Breakfast + Brunch Eat

Crunchy Granola with Toasted Coconut

My favorite – the creamy crunch of coconut flakes and the salty sweet combination is spot on1

Homemade granola is really easy to make. Almost any combination of oats, seeds, nuts, honey, and salt will taste great baked. This one is my favorite – the creamy crunch of coconut flakes and the salty sweet combination is spot on. I served this with yogurt and an orange, topped with fresh orange zest. It’s a perfect complement to the granola, although you could use any combination of other fruit or eat it plain, too!

Crunchy Granola with Toasted Coconut

Course Breakfast
Cuisine American
Keyword coconut, Granola
Prep Time 5 minutes
Cook Time 35 minutes
Total Time 40 minutes
Servings 12


  • 3 cups old fashioned rolled oats
  • 1 ½ cup raw hulled pumpkin seeds
  • 1 cup raw hulled sunflower seeds
  • cup honey
  • ½ cup cold pressed coconut oil
  • 2 tablespoons brown sugar
  • 1 ½ teaspoons sea salt
  • 1 ½ cups unsweetened coconut flakes
  • ¼ cup fresh ground flax seeds
  • 2 tablespoons sesame seeds


  1. 1. Preheat the oven to 300 degrees F.

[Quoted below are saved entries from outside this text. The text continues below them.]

//! Model state contract and cumulative operation counters.

use serde::{Deserialize, Serialize};

/// Cumulative operation counters.
///
/// Reducers only ever increment these. They go back to zero only by returning
/// to the initial state at position `-1`.
#[derive(Debug, Clone, Copy, Default, PartialEq, Eq, Hash, Serialize, Deserialize)]
pub struct Counters {
    pub comparisons: u64,
    pub swaps: u64,
    pub reads: u64,
    pub writes: u64,
}

impl Counters {
    /// True if every counter is at least the corresponding one in `earlier`.
    pub fn dominates(&self, earlier: &Counters) -> bool {
        self.comparisons >= earlier.comparisons
            && self.swaps >= earlier.swaps
            && self.reads >= earlier.reads
            && self.writes >= earlier.writes
    }

    /// Sum of all counters.
    pub fn total(&self) -> u64 {
        self.comparisons + self.swaps + self.reads + self.writes
    }
}

impl std::fmt::Display for Counters {
    fn fmt(&self, f: &mut std::fmt::Formatter<'_>) -> std::fmt::Result {
        write!(
            f,
            "comparisons={} swaps={} reads={} writes={}",
            self.comparisons, self.swaps, self.reads, self.writes
        )
    }
}

/// A domain state value.
///
/// States are values: the engine never mutates one in place, and two states
/// are equal iff all their fields are equal.
pub trait ModelState: Clone + PartialEq + std::fmt::Debug {
    /// Cumulative counters at this state.
    fn counters(&self) -> Counters;

    /// Domain-level failure carried by the state (overflow, no path, ...).
    fn error(&self) -> Option<&str> {
        None
    }
}

#[cfg(test)]
mod tests {
    use super::*;

    #[test]
    fn test_dominates() {
        let a = Counters {
            comparisons: 3,
            swaps: 1,
            reads: 6,
            writes: 2,
        };
        let b = Counters {
            comparisons: 4,
            ..a
        };

        assert!(b.dominates(&a));
        assert!(a.dominates(&a));
        assert!(!a.dominates(&b));
        assert_eq!(a.total(), 12);
    }
}
//! playerkit - shared utilities for media player front-ends
//!
//! Playback time labels, domain-scoped error records and localized
//! display strings. Everything here is synchronous and safe to call from
//! any thread.

pub mod i18n;
pub mod utils;

pub use i18n::{localize, localize_args, Localizer};
pub use utils::{
    fail, format_duration, format_duration_secs, make_error, parse_duration, Config,
    DurationParts, ErrorRecord, PlayerError, Result,
};
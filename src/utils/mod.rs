//! Utility module for playerkit
//!
//! This module provides the stateless helpers shared by player front-ends:
//! - Playback time labels
//! - Domain-scoped error records and the crate's error type
//! - Configuration management

pub mod config;
pub mod duration;
pub mod error;

// Re-export commonly used items
pub use config::{Config, GeneralConfig, LocaleConfig};
pub use duration::{format_duration, format_duration_secs, parse_duration, DurationParts};
pub use error::{fail, make_error, ErrorRecord, IntoPlayerError, PlayerError, Result};

/// Initialize the configuration
///
/// Loads configuration from:
/// 1. Default values
/// 2. System configuration file
/// 3. User configuration file
/// 4. Environment variables
pub fn load_config() -> Result<Config> {
    Config::load()
}
//! Localized display strings
//!
//! The free functions here read from one process-wide [`Localizer`]. It
//! starts out on the system locale and can be switched with
//! [`set_locale`] or rebuilt from configuration with [`init`]. Lookups take
//! a shared read lock, so any number of threads may translate at once.

mod localizer;

pub use localizer::{negotiate, Localizer, FALLBACK_LOCALE};

use log::info;
use once_cell::sync::OnceCell;
use parking_lot::RwLock;
use unic_langid::LanguageIdentifier;

use crate::utils::config::LocaleConfig;
use crate::utils::error::Result;

static LOCALIZER: OnceCell<RwLock<Localizer>> = OnceCell::new();

fn shared() -> &'static RwLock<Localizer> {
    LOCALIZER.get_or_init(|| RwLock::new(Localizer::system()))
}

/// Localized string for `key`, or `key` itself when no translation exists
pub fn localize(key: &str) -> String {
    shared().read().localize(key)
}

/// Localized string for `key` with named arguments substituted
pub fn localize_args(key: &str, args: &[(&str, &str)]) -> String {
    shared().read().localize_args(key, args)
}

/// Locale the process-wide localizer resolved to
pub fn current_locale() -> LanguageIdentifier {
    shared().read().locale().clone()
}

/// Switch the display language, keeping the current resource directory
///
/// Returns the negotiated locale, which may differ from `tag`
/// (e.g. `zh-TW` resolves to `zh-CN`).
pub fn set_locale(tag: &str) -> Result<LanguageIdentifier> {
    let resource_dir = shared().read().resource_dir().map(|dir| dir.to_path_buf());
    let localizer = match resource_dir {
        Some(dir) => Localizer::with_resource_dir(tag, dir)?,
        None => Localizer::new(tag)?,
    };
    install(localizer)
}

/// Rebuild the process-wide localizer from configuration
///
/// An unset language means the system locale. Broken resource files are
/// reported whichever way the language was chosen.
pub fn init(config: &LocaleConfig) -> Result<LanguageIdentifier> {
    let system_tag = sys_locale::get_locale();
    let localizer = Localizer::from_config(config, system_tag.as_deref())?;
    install(localizer)
}

fn install(localizer: Localizer) -> Result<LanguageIdentifier> {
    let locale = localizer.locale().clone();
    if let Err(lock) = LOCALIZER.set(RwLock::new(localizer)) {
        *shared().write() = lock.into_inner();
    }
    info!("Display language set to {}", locale);
    Ok(locale)
}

  2. 2. Combine all of the ingredients but the coconut flakes, flax seed, and sesame seeds. Stir well, and then spread everything out on a rimmed baking sheet.

  3. 3. Bake for 30 minutes, but remove baking sheet and stir the granola after 15. At the 25 minute mark, fold in the coconut and flax. Bake for another 10 minutes (for a grand total of 35), or until the granola is a light golden brown.

  4. 4. Remove from oven, and set the pan out to cool completely before storing. Spoon into several large jars and seal. Granola should keep well at room temperature for up to a month.

Bon Appétit!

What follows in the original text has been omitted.